Hi all,
Hopefully-final version of the Modell 1937 Ausf.39 (incidentally, if you check the image, you'll see that I need to start coming up with shorter names!)
Also, hoping to check a couple of things with regards to engines.
So far, my thinking has been that as a small (albeit rich) nation, New Saxe-Weimar-Eisenach doesn't have a hope of competing with the UK, let alone the US, in terms of production capacity. This is somewhat mitigated by the fact that neither the US nor the UK are devoting their full energies to squashing New Saxe-Weimar-Eisenach like a bug, but it's still not an ideal situation.

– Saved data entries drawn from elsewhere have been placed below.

//! Interactive session: one selection, edited a line at a time.
//!
//! Every filter change re-runs the query against the cached record set. The
//! source is re-read only when the file changes on disk.

use std::io::{self, BufRead, IsTerminal, Write};
use std::path::PathBuf;
use std::sync::Arc;

use tracing::{debug, warn};

use liftboard_config::Settings;
use liftboard_io::export::{records_to_csv, summary_rows};
use liftboard_io::RecordCache;
use liftboard_records::filter::ALL;
use liftboard_records::{
    apply_filter, best_per_class_and_lift, selection_options, Record, Selection, NONE_LABEL,
};

use crate::query::{SourceArgs, HOME_PROMPT, NO_MATCH};
use crate::render;
use crate::CliError;

const HELP: &str = "\
Set a filter with key=value (All clears it, (none) picks an empty value):
  discipline  sex  division  testing  equipment  class  search
  mode=substring|tokens   grouping=base|grouped
Commands:
  show            summary table for the current filters
  rows            number of matching records
  filters         current selection
  options         values each filter accepts
  export <file>   write matching records as CSV
  reset           clear every filter
  help            this text
  quit            leave the shell
";

#[derive(Debug, Clone, Copy, PartialEq, Eq)]
pub enum Flow {
    Continue,
    Quit,
}

pub struct Session {
    source: PathBuf,
    cache: RecordCache,
    selection: Selection,
    require_filter: bool,
}

impl Session {
    pub fn new(settings: &Settings, source: PathBuf) -> Self {
        Self {
            source,
            cache: RecordCache::new(settings.data.encoding),
            selection: Selection {
                search_mode: settings.query.search_mode,
                division_grouping: settings.query.division_grouping,
                ..Selection::default()
            },
            require_filter: settings.display.require_filter,
        }
    }

    pub fn selection(&self) -> &Selection {
        &self.selection
    }

    pub fn records(&mut self) -> Result<Arc<Vec<Record>>, CliError> {
        self.cache.load(&self.source).map_err(CliError::source)
    }

    /// Run one input line. Bad input and reload failures are reported to
    /// `out`; only failing to write `out` ends the session with an error.
    pub fn handle(&mut self, line: &str, out: &mut impl Write) -> Result<Flow, CliError> {
        let line = line.trim();
        if line.is_empty() {
            return Ok(Flow::Continue);
        }
        debug!("shell input: {}", line);

        let (command, rest) = match line.split_once(char::is_whitespace) {
            Some((c, r)) => (c, r.trim()),
            None => (line, ""),
        };

        let result = match command.to_ascii_lowercase().as_str() {
            "quit" | "exit" | "q" => return Ok(Flow::Quit),
            "help" | "?" => emit(out, HELP),
            "show" => self.show(out),
            "rows" => self.rows(out),
            "filters" => self.filters(out),
            "options" => self.options(out),
            "reset" => {
                self.selection.reset();
                self.show(out)
            }
            "export" => self.export(rest, out),
            _ => match line.split_once('=') {
                Some((key, value)) => match self.selection.set(key, value) {
                    Ok(()) => self.show(out),
                    Err(e) => Err(CliError::selection(e)),
                },
                None => Err(CliError::args(format!(
                    "unknown command '{}' (type help)",
                    command
                ))),
            },
        };

        match result {
            Ok(()) => Ok(Flow::Continue),
            Err(e) if e.code == crate::exit_codes::EXIT_WRITE => Err(e),
            Err(e) => {
                emit(out, &format!("error: {}\n", e.message))?;
                if let Some(hint) = e.hint {
                    emit(out, &format!("hint:  {}\n", hint))?;
                }
                Ok(Flow::Continue)
            }
        }
    }

    fn show(&mut self, out: &mut impl Write) -> Result<(), CliError> {
        let records = self.records()?;
        if self.require_filter && self.selection.is_default() {
            return emit(out, &format!("{}\n", HOME_PROMPT));
        }
        let filtered = apply_filter(&records, &self.selection);
        let best = best_per_class_and_lift(filtered.iter().copied());
        if best.is_empty() {
            return emit(out, &format!("{}\n", NO_MATCH));
        }
        emit(out, &render::table(&summary_rows(&best)))
    }

    fn rows(&mut self, out: &mut impl Write) -> Result<(), CliError> {
        let records = self.records()?;
        let matched = apply_filter(&records, &self.selection).len();
        emit(out, &format!("{} of {} records match\n", matched, records.len()))
    }

    fn filters(&self, out: &mut impl Write) -> Result<(), CliError> {
        let s = self.selection();
        // Printed values are accepted back by key=value
        let show = |v: &Option<String>| match v.as_deref() {
            None => ALL.to_string(),
            Some("") => NONE_LABEL.to_string(),
            Some(v) => v.to_string(),
        };
        let text = format!(
            "discipline={}\nsex={}\ndivision={}\ntesting={}\nequipment={}\nclass={}\nsearch={}\nmode={}\ngrouping={}\n",
            s.discipline.label(),
            show(&s.sex),
            show(&s.division),
            s.testing.map_or(ALL, |t| t.label()),
            show(&s.equipment),
            show(&s.weight_class),
            s.search,
            s.search_mode.as_str(),
            s.division_grouping.as_str(),
        );
        emit(out, &text)
    }

    fn options(&mut self, out: &mut impl Write) -> Result<(), CliError> {
        let records = self.records()?;
        let options = selection_options(&records, self.selection.division_grouping);
        emit(out, &render::options(&options))
    }

    fn export(&mut self, target: &str, out: &mut impl Write) -> Result<(), CliError> {
        if target.is_empty() {
            return Err(CliError::args("export needs a file name"));
        }
        let records = self.records()?;
        let filtered = apply_filter(&records, &self.selection);
        let text = records_to_csv(&filtered).map_err(|e| CliError::other(e.to_string()))?;
        // A failed export is reported in the session, not fatal
        std::fs::write(target, text)
            .map_err(|e| CliError::other(format!("cannot write {}: {}", target, e)))?;
        emit(out, &format!("wrote {} records to {}\n", filtered.len(), target))
    }
}

fn emit(out: &mut impl Write, text: &str) -> Result<(), CliError> {
    out.write_all(text.as_bytes())
        .and_then(|()| out.flush())
        .map_err(|e| CliError::write(format!("cannot write output: {}", e)))
}

pub fn cmd_shell(settings: &Settings, source: SourceArgs) -> Result<(), CliError> {
    let path = source.resolve(settings)?;
    let mut session = Session::new(settings, path.clone());

    // An unreadable source ends the session before it starts
    let count = session.records()?.len();
    eprintln!(
        "Loaded {} records from {}. Type help for commands.",
        count,
        path.display()
    );

    let stdin = io::stdin();
    let interactive = stdin.is_terminal();
    let mut stdout = io::stdout().lock();
    if !interactive {
        debug!("stdin is not a terminal, reading commands without a prompt");
    }

    let mut lines = stdin.lock().lines();
    loop {
        if interactive {
            eprint!("> ");
        }
        let line = match lines.next() {
            Some(Ok(line)) => line,
            Some(Err(e)) => {
                warn!("stopped reading input: {}", e);
                break;
            }
            None => break,
        };
        if session.handle(&line, &mut stdout)? == Flow::Quit {
            break;
        }
    }
    Ok(())
}

#[cfg(test)]
mod tests {
    use super::*;
    use liftboard_records::TestingStatus;

    const CSV: &str = "\
Full Name,Weight,Class,Division,Lift,Record Type,Sex,Equipment,Location
Ann Lee,120,63,JuniorDT,S,Full Power,F,Raw,Leeds
Ann Lee,125,63,JuniorDT,S,Full Power,F,Raw,York
Bo Ray,200,90,Open,D,Single Lifts,M,Raw,Hull
";

    fn session(csv: &str) -> (tempfile::TempDir, Session) {
        let dir = tempfile::tempdir().unwrap();
        let path = dir.path().join("records.csv");
        std::fs::write(&path, csv).unwrap();
        let session = Session::new(&Settings::default(), path);
        (dir, session)
    }

    fn run(session: &mut Session, line: &str) -> (Flow, String) {
        let mut out = Vec::new();
        let flow = session.handle(line, &mut out).unwrap();
        (flow, String::from_utf8(out).unwrap())
    }

    #[test]
    fn default_selection_prompts() {
        let (_dir, mut s) = session(CSV);
        let (_, text) = run(&mut s, "show");
        assert_eq!(text.trim_end(), HOME_PROMPT);
    }

    #[test]
    fn setting_a_filter_shows_best() {
        let (_dir, mut s) = session(CSV);
        let (flow, text) = run(&mut s, "testing=Tested");
        assert_eq!(flow, Flow::Continue);
        assert_eq!(s.selection().testing, Some(TestingStatus::Tested));
        assert!(text.starts_with("Class"));
        assert!(text.contains("125"));
        assert!(!text.contains("Bo Ray"));
        // Lower Squat by the same lifter is not the best
        assert!(!text.contains(" 120 "));
    }

    #[test]
    fn bad_value_keeps_session() {
        let (_dir, mut s) = session(CSV);
        let (flow, text) = run(&mut s, "testing=maybe");
        assert_eq!(flow, Flow::Continue);
        assert!(text.starts_with("error: "));
        assert_eq!(s.selection().testing, None);

        let (_, text) = run(&mut s, "frobnicate");
        assert!(text.contains("unknown command 'frobnicate'"));
    }

    #[test]
    fn no_match_message() {
        let (_dir, mut s) = session(CSV);
        let (_, text) = run(&mut s, "search=nobody");
        assert_eq!(text.trim_end(), NO_MATCH);
    }

    #[test]
    fn reset_and_rows() {
        let (_dir, mut s) = session(CSV);
        run(&mut s, "sex=M");
        let (_, text) = run(&mut s, "rows");
        assert_eq!(text, "1 of 3 records match\n");

        let (_, text) = run(&mut s, "reset");
        assert_eq!(text.trim_end(), HOME_PROMPT);
        let (_, text) = run(&mut s, "rows");
        assert_eq!(text, "3 of 3 records match\n");
    }

    #[test]
    fn export_writes_filtered_csv() {
        let (dir, mut s) = session(CSV);
        run(&mut s, "sex=F");
        let target = dir.path().join("out.csv");
        let (_, text) = run(&mut s, &format!("export {}", target.display()));
        assert!(text.starts_with("wrote 2 records"));
        let written = std::fs::read_to_string(&target).unwrap();
        assert_eq!(written.lines().count(), 3);
        assert!(written.starts_with("Full Name,Weight,Class"));
    }

    #[test]
    fn filters_listing_reads_back() {
        let (_dir, mut s) = session(CSV);
        run(&mut s, "mode=tokens");
        run(&mut s, "grouping=grouped");
        run(&mut s, "division=(none)");
        run(&mut s, "sex=F");
        let (_, text) = run(&mut s, "filters");
        assert!(text.contains("mode=tokens\n"));
        assert!(text.contains("grouping=grouped\n"));
        assert!(text.contains("division=(none)\n"));
        assert!(text.contains("class=All\n"));

        // Feeding every line back yields the same selection
        let before = s.selection().clone();
        let (_dir2, mut other) = session(CSV);
        for line in text.lines() {
            other.handle(line, &mut Vec::new()).unwrap();
        }
        assert_eq!(other.selection(), &before);
    }

    #[test]
    fn quit_ends_session() {
        let (_dir, mut s) = session(CSV);
        assert_eq!(run(&mut s, "quit").0, Flow::Quit);
        assert_eq!(run(&mut s, "  ").0, Flow::Continue);
    }

    #[test]
    fn edited_file_is_picked_up() {
        let (dir, mut s) = session(CSV);
        run(&mut s, "sex=M");
        let more = format!("{}Cy Dee,210,90,Open,D,Single Lifts,M,Raw,Hull\n", CSV);
        std::fs::write(dir.path().join("records.csv"), more).unwrap();
        let (_, text) = run(&mut s, "show");
        assert!(text.contains("Cy Dee"));
        assert!(!text.contains("Bo Ray"));
    }
}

So, in an attempt to accomplish the most with the least, NSWE has, since the start of their recovery in the early 1930s, been trying to just eliminate redundancies from their military. The New Saxe-Weimar-Eisenach military, for instance, simply doesn't support the various different types of ammunition that other militaries do - tank guns, for instance, are only provided in 37, 55, 75 and 88mm calibres, and these are the same calibres used in naval guns (though the naval guns do go up to higher calibres).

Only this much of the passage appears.